The
myth of the flat Earth is the modern misconception that the prevailing cosmological view during the
Middle Ages in Europe saw the
Earth as
flat, instead of
spherical.
[1][2]
During the early Middle Ages, virtually all scholars maintained the spherical viewpoint first expressed by the Ancient Greeks. From at least the 14th century, belief in a flat Earth among the educated was almost nonexistent, despite fanciful depictions in art, such as the exterior of
Hieronymus Bosch's famous triptych
The Garden of Earthly Delights, in which a disc-shaped Earth is shown floating inside a transparent sphere.
[3]
According to
Stephen Jay Gould, "there never was a period of 'flat earth darkness' among scholars (regardless of how the public at large may have conceptualized our planet both then and now).
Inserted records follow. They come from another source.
//! Error types for XIRR calculations

use thiserror::Error;

/// Result alias used throughout the crate
pub type XirrResult<T> = Result<T, XirrError>;

/// Failures raised while validating a cash flow series or solving for its rate
#[derive(Error, Debug, Clone, PartialEq)]
pub enum XirrError {
    /// Malformed input: length mismatch, too few flows, one-signed flows,
    /// every flow on the same date, or non-finite values
    #[error("Invalid input: {reason}")]
    InvalidInput { reason: String },

    /// A rate at or below -100% where `(1 + rate)` is not positive
    #[error("Rate {rate} is outside the valid domain (rate must be > -1)")]
    Domain { rate: f64 },

    /// Iteration cap reached without meeting the NPV tolerance
    #[error("No convergence after {iterations} iterations (last rate: {rate}, residual: {residual})")]
    Convergence {
        iterations: usize,
        rate: f64,
        residual: f64,
    },

    /// No sign change of the NPV inside the bracket search range
    #[error("No root found: NPV does not change sign between {lower} and {upper}")]
    NoRootFound { lower: f64, upper: f64 },

    /// A date that could not be parsed or converted at the input boundary
    #[error("Invalid date '{input}': {reason}")]
    InvalidDate { input: String, reason: String },

    /// CSV input could not be read
    #[error("CSV error: {0}")]
    Csv(String),
}

impl XirrError {
    pub(crate) fn invalid_input(reason: impl Into<String>) -> Self {
        Self::InvalidInput {
            reason: reason.into(),
        }
    }

    pub(crate) fn invalid_date(input: impl Into<String>, reason: impl Into<String>) -> Self {
        Self::InvalidDate {
            input: input.into(),
            reason: reason.into(),
        }
    }
}

impl From<csv::Error> for XirrError {
    fn from(err: csv::Error) -> Self {
        Self::Csv(err.to_string())
    }
}
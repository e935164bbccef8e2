//! Solver configuration

use serde::{Deserialize, Serialize};

use crate::cashflow::CashFlowSeries;
use crate::error::{XirrError, XirrResult};

/// Default starting rate for Newton-Raphson (10%)
pub const DEFAULT_INITIAL_GUESS: f64 = 0.1;

/// Default NPV tolerance, relative to the gross cash flow
pub const DEFAULT_NPV_TOLERANCE: f64 = 1e-10;

/// Default Newton step size below which the iteration is considered stalled
pub const DEFAULT_STEP_TOLERANCE: f64 = 1e-12;

/// Default iteration cap, applied separately to Newton and bisection
pub const DEFAULT_MAX_ITERATIONS: usize = 100;

/// Default bracket search range for the bisection fallback
pub const DEFAULT_BRACKET_LOWER: f64 = -0.99;
pub const DEFAULT_BRACKET_UPPER: f64 = 10.0;

/// How the first Newton iterate is chosen
#[derive(Debug, Clone, Copy, PartialEq, Serialize, Deserialize)]
pub enum InitialGuess {
    /// Start from a fixed annual rate
    Fixed(f64),
    /// Start from gross inflow over gross outflow spread across the series' span,
    /// or 0 when that estimate exceeds 100% in magnitude
    ReturnOverHorizon,
}

impl InitialGuess {
    /// Resolve the starting rate for a series
    pub fn resolve(&self, series: &CashFlowSeries) -> f64 {
        match *self {
            InitialGuess::Fixed(rate) => rate,
            InitialGuess::ReturnOverHorizon => {
                let years = series.span_years();
                let estimate = series.gross_inflow() / series.gross_outflow() / years;
                if estimate.is_finite() && estimate.abs() <= 1.0 {
                    estimate
                } else {
                    0.0
                }
            }
        }
    }
}

impl Default for InitialGuess {
    fn default() -> Self {
        InitialGuess::Fixed(DEFAULT_INITIAL_GUESS)
    }
}

/// Configuration for an XIRR solve
///
/// A rate `r` is accepted when `|npv(r)| / Σ|amounts| < npv_tolerance`. The same
/// test is used by Newton-Raphson and by the bisection fallback.
#[derive(Debug, Clone, Serialize, Deserialize)]
#[serde(default)]
pub struct XirrConfig {
    /// Starting point for Newton-Raphson
    pub initial_guess: InitialGuess,

    /// NPV residual tolerance (ε), relative to the gross cash flow
    pub npv_tolerance: f64,

    /// Newton step tolerance (δ)
    /// A step smaller than this that has not met `npv_tolerance` is a stall
    pub step_tolerance: f64,

    /// Iteration cap for each method
    pub max_iterations: usize,

    /// Lowest rate considered when searching for a bracket
    pub bracket_lower: f64,

    /// Highest rate considered when searching for a bracket
    pub bracket_upper: f64,

    /// Fall back to bracketing + bisection when Newton fails.
    /// If false, Newton failures are returned directly.
    pub fallback: bool,
}

impl Default for XirrConfig {
    fn default() -> Self {
        Self {
            initial_guess: InitialGuess::default(),
            npv_tolerance: DEFAULT_NPV_TOLERANCE,
            step_tolerance: DEFAULT_STEP_TOLERANCE,
            max_iterations: DEFAULT_MAX_ITERATIONS,
            bracket_lower: DEFAULT_BRACKET_LOWER,
            bracket_upper: DEFAULT_BRACKET_UPPER,
            fallback: true,
        }
    }
}

impl XirrConfig {
    /// Default configuration starting from a different fixed guess
    pub fn with_initial_guess(rate: f64) -> Self {
        Self {
            initial_guess: InitialGuess::Fixed(rate),
            ..Self::default()
        }
    }

    /// Check that tolerances, cap, guess and bracket are usable
    pub fn validate(&self) -> XirrResult<()> {
        if !(self.npv_tolerance.is_finite() && self.npv_tolerance > 0.0) {
            return Err(XirrError::invalid_input(format!(
                "npv_tolerance must be positive and finite, got {}",
                self.npv_tolerance
            )));
        }
        if !(self.step_tolerance.is_finite() && self.step_tolerance > 0.0) {
            return Err(XirrError::invalid_input(format!(
                "step_tolerance must be positive and finite, got {}",
                self.step_tolerance
            )));
        }
        if self.max_iterations == 0 {
            return Err(XirrError::invalid_input("max_iterations must be at least 1"));
        }
        if let InitialGuess::Fixed(rate) = self.initial_guess {
            if rate.is_nan() {
                return Err(XirrError::invalid_input("initial guess is NaN"));
            }
            if rate <= -1.0 || !rate.is_finite() {
                return Err(XirrError::Domain { rate });
            }
        }
        if !(self.bracket_lower.is_finite() && self.bracket_upper.is_finite())
            || self.bracket_lower <= -1.0
            || self.bracket_lower >= self.bracket_upper
        {
            return Err(XirrError::invalid_input(format!(
                "bracket [{}, {}] must be finite, above -1 and non-empty",
                self.bracket_lower, self.bracket_upper
            )));
        }
        Ok(())
    }
}

#[cfg(test)]
mod tests {
    use super::*;
    use approx::assert_abs_diff_eq;

    #[test]
    fn test_defaults() {
        let config = XirrConfig::default();
        assert_eq!(config.initial_guess, InitialGuess::Fixed(0.1));
        assert_eq!(config.max_iterations, 100);
        assert!(config.fallback);
        assert!(config.validate().is_ok());
    }

    #[test]
    fn test_invalid_configs() {
        let config = XirrConfig { npv_tolerance: 0.0, ..XirrConfig::default() };
        assert!(matches!(config.validate(), Err(XirrError::InvalidInput { .. })));

        let config = XirrConfig { max_iterations: 0, ..XirrConfig::default() };
        assert!(matches!(config.validate(), Err(XirrError::InvalidInput { .. })));

        let config = XirrConfig { bracket_lower: 1.0, bracket_upper: 0.5, ..XirrConfig::default() };
        assert!(matches!(config.validate(), Err(XirrError::InvalidInput { .. })));

        let config = XirrConfig { bracket_lower: -1.0, ..XirrConfig::default() };
        assert!(matches!(config.validate(), Err(XirrError::InvalidInput { .. })));

        let config = XirrConfig::with_initial_guess(-1.0);
        assert!(matches!(config.validate(), Err(XirrError::Domain { .. })));
    }

    #[test]
    fn test_return_over_horizon_guess() {
        // 1000 out, 1200 back over two years: 1.2 / 2 = 0.6
        let series = CashFlowSeries::new(vec![-1000.0, 1200.0], vec![0.0, 730.0]).unwrap();
        assert_abs_diff_eq!(InitialGuess::ReturnOverHorizon.resolve(&series), 0.6, epsilon = 1e-12);

        // Estimate above 100% falls back to zero
        let series = CashFlowSeries::new(vec![-100.0, 500.0], vec![0.0, 365.0]).unwrap();
        assert_eq!(InitialGuess::ReturnOverHorizon.resolve(&series), 0.0);
    }

    #[test]
    fn test_json_round_trip_with_defaults() {
        let config: XirrConfig = serde_json::from_str(r#"{"max_iterations": 50}"#).unwrap();
        assert_eq!(config.max_iterations, 50);
        assert_eq!(config.npv_tolerance, DEFAULT_NPV_TOLERANCE);

        let config: XirrConfig =
            serde_json::from_str(r#"{"initial_guess": "ReturnOverHorizon"}"#).unwrap();
        assert_eq!(config.initial_guess, InitialGuess::ReturnOverHorizon);
    }
}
Greek knowledge of sphericity never faded, and all major medieval scholars accepted the Earth's roundness as an established fact of cosmology."
[4] Historians of science
David Lindberg and
Ronald Numbers point out that "there was scarcely a Christian scholar of the Middle Ages who did not acknowledge [Earth's] sphericity and even know its approximate circumference".
[5]
Historian
Jeffrey Burton Russell says the flat-earth error flourished most between 1870 and 1920, and had to do with the ideological setting created by struggles over evolution. Russell claims "with extraordinary [
sic] few exceptions no educated person in the history of Western Civilization from the third century B.C. onward believed that the earth was flat", and credits histories by
John William Draper, Andrew dikkson White, and
Washington Irving for popularizing the flat-earth myth.